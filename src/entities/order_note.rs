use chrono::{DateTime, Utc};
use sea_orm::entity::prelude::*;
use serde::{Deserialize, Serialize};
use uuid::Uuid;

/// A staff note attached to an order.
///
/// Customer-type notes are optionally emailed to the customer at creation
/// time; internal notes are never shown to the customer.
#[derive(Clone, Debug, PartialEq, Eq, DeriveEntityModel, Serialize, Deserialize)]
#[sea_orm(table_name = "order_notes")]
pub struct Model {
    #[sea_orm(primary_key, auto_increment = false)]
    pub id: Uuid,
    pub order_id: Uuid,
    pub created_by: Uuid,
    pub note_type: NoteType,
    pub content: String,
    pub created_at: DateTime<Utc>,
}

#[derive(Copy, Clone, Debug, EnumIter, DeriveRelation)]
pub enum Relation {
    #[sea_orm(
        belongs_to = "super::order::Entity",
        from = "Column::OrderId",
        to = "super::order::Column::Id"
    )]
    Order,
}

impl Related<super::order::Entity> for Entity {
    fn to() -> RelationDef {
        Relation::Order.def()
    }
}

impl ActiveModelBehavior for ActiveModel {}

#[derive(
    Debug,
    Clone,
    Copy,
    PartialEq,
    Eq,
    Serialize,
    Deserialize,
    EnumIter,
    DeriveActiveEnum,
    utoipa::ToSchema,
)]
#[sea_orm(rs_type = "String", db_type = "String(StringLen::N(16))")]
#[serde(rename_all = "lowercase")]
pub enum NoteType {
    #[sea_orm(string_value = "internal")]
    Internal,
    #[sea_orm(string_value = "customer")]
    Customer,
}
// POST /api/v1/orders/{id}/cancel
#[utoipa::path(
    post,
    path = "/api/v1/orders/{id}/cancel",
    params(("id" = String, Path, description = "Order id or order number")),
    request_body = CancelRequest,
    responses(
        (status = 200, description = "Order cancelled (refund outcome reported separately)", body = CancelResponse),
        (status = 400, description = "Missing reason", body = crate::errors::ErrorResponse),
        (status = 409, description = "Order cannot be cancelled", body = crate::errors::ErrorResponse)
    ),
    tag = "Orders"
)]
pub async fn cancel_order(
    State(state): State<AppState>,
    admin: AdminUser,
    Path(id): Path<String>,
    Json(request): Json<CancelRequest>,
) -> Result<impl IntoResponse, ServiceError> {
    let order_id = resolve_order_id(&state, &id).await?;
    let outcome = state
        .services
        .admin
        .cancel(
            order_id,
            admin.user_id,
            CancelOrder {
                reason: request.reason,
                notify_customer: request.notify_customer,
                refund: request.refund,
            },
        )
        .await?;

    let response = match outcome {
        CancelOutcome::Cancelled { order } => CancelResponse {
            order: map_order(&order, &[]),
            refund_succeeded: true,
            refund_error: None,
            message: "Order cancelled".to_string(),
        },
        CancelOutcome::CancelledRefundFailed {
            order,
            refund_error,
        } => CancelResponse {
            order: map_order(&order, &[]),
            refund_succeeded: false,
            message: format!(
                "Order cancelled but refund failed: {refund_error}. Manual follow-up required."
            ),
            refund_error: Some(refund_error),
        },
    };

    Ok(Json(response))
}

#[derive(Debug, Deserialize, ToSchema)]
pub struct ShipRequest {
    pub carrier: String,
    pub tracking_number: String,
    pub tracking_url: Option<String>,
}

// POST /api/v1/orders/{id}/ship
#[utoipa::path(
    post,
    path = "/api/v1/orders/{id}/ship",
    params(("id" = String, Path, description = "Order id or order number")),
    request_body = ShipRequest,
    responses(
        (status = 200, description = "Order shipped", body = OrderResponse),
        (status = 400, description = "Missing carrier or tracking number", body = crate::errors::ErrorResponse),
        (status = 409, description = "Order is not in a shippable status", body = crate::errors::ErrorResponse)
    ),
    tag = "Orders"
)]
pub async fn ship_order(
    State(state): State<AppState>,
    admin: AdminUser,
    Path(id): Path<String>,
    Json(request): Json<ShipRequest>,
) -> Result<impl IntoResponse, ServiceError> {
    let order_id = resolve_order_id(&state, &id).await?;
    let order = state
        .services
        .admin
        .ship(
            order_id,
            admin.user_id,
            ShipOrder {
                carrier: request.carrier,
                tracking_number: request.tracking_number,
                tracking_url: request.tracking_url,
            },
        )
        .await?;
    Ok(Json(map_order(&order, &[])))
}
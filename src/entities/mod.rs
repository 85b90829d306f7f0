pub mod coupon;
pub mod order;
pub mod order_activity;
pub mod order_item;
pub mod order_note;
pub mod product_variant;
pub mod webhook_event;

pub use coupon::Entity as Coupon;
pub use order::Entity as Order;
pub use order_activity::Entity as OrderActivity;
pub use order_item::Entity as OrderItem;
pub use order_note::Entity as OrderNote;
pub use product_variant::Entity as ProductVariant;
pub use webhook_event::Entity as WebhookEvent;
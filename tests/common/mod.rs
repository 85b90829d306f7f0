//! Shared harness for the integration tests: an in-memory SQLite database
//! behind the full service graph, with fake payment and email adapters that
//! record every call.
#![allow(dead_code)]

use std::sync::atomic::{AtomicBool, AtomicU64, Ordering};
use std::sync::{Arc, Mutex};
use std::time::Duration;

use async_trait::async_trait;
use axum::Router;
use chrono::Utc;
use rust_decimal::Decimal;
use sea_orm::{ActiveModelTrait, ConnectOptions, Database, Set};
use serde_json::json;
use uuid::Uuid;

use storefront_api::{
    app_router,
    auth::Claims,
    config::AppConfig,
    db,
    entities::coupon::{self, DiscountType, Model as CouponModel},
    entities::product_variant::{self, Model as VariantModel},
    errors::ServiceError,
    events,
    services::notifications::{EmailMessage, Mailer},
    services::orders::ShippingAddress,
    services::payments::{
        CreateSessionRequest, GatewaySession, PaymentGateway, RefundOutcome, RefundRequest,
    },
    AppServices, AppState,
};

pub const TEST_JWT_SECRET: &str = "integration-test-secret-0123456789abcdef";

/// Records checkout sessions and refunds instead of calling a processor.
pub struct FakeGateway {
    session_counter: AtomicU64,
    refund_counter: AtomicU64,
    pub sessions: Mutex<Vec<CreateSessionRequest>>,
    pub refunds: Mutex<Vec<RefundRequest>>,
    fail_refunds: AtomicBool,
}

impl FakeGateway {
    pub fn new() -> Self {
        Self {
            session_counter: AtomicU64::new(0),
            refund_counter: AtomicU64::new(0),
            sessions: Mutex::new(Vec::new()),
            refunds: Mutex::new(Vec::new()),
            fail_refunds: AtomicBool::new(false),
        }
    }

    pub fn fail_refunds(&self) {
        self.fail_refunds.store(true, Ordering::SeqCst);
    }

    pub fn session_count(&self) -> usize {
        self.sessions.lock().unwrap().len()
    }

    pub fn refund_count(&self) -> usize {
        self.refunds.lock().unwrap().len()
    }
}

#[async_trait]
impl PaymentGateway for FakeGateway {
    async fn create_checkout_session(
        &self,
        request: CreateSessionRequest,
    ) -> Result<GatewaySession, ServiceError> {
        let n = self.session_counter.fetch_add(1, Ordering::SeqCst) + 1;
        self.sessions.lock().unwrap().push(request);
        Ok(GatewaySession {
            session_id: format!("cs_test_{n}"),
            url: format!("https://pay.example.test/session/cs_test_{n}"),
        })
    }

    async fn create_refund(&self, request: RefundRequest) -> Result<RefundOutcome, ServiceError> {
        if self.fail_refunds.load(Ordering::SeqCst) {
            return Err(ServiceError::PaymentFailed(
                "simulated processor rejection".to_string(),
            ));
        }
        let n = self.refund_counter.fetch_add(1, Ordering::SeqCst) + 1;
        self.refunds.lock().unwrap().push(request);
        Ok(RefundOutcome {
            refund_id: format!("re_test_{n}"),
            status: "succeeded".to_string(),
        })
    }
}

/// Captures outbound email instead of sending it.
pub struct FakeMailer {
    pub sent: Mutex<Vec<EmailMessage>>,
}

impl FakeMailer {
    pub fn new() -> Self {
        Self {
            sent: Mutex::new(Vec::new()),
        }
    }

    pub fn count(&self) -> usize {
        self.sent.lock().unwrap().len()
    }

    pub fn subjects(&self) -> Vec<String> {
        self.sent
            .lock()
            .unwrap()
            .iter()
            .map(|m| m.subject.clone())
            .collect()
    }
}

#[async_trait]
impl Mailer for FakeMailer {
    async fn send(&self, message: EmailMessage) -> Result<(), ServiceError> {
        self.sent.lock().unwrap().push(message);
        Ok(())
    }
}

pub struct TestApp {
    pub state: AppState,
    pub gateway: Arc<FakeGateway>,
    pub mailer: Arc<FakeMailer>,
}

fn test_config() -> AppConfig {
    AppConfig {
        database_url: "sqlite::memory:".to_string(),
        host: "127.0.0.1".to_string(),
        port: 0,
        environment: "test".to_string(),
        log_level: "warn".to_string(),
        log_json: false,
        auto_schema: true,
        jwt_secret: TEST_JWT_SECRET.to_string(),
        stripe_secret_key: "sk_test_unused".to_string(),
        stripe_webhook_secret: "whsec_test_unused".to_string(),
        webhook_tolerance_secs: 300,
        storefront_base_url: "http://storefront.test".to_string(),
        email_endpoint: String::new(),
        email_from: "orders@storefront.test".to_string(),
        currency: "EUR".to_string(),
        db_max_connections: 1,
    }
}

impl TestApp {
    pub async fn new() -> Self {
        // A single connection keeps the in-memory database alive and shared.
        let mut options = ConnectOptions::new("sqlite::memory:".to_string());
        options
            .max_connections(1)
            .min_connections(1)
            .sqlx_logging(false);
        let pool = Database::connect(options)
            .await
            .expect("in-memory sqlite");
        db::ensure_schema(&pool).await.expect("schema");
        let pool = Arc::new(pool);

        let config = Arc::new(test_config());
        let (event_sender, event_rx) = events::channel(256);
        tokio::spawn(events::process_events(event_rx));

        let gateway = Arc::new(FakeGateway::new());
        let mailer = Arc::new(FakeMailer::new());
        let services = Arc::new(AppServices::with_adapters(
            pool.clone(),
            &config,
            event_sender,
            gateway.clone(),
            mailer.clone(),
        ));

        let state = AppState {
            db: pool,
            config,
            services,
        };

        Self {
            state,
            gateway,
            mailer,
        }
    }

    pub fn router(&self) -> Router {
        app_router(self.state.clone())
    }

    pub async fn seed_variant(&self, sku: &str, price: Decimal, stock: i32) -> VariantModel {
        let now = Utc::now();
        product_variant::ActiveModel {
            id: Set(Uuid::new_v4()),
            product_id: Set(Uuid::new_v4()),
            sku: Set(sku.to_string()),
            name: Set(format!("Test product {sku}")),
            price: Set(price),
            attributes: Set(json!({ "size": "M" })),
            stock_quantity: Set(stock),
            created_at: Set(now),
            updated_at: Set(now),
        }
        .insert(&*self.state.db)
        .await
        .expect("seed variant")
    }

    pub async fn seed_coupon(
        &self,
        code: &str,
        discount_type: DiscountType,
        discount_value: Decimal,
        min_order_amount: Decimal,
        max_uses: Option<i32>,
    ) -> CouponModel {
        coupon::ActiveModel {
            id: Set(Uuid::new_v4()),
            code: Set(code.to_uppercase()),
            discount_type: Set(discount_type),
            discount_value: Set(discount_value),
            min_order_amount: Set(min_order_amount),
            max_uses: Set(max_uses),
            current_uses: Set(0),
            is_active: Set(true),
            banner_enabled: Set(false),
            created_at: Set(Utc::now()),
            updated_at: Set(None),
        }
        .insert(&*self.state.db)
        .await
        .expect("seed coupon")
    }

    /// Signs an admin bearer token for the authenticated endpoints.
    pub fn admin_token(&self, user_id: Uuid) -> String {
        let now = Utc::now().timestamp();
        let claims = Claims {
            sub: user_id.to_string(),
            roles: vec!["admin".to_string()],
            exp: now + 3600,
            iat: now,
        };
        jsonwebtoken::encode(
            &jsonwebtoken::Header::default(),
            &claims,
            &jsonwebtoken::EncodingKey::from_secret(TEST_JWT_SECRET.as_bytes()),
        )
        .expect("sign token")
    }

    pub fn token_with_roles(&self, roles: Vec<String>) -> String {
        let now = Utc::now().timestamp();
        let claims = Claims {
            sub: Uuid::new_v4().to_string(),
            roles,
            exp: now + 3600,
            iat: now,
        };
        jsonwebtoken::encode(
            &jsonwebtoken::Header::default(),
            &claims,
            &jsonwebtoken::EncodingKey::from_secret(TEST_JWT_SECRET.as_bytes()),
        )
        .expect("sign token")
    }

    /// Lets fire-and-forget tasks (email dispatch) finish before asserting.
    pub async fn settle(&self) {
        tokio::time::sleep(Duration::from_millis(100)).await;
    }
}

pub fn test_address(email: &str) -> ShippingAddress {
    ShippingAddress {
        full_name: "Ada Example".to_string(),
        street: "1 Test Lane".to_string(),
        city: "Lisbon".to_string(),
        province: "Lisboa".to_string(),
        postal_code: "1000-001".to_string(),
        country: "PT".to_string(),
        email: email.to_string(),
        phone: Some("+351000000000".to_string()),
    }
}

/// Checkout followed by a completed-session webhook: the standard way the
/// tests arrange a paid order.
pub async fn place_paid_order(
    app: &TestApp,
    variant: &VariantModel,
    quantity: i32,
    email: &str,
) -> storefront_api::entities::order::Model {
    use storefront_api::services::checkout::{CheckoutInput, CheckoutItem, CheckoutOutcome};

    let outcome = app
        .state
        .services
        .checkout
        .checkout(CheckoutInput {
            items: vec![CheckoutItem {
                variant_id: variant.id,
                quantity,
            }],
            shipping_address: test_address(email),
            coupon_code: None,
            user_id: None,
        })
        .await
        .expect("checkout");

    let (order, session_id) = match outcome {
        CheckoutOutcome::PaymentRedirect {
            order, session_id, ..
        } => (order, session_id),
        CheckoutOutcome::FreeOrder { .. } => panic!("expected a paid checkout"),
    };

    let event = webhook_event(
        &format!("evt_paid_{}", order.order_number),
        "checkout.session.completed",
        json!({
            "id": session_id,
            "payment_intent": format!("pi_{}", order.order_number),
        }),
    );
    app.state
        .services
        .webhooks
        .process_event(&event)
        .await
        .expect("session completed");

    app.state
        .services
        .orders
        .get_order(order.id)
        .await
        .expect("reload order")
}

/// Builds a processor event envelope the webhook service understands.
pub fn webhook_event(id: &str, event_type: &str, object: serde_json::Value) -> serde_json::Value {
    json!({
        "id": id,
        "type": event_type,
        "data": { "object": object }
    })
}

----

* [Task instructions]
Gather, from the listing above, every line carrying the word "EnumIter".

* [The answer]
#[derive(Copy, Clone, Debug, EnumIter, DeriveRelation)]
    EnumIter,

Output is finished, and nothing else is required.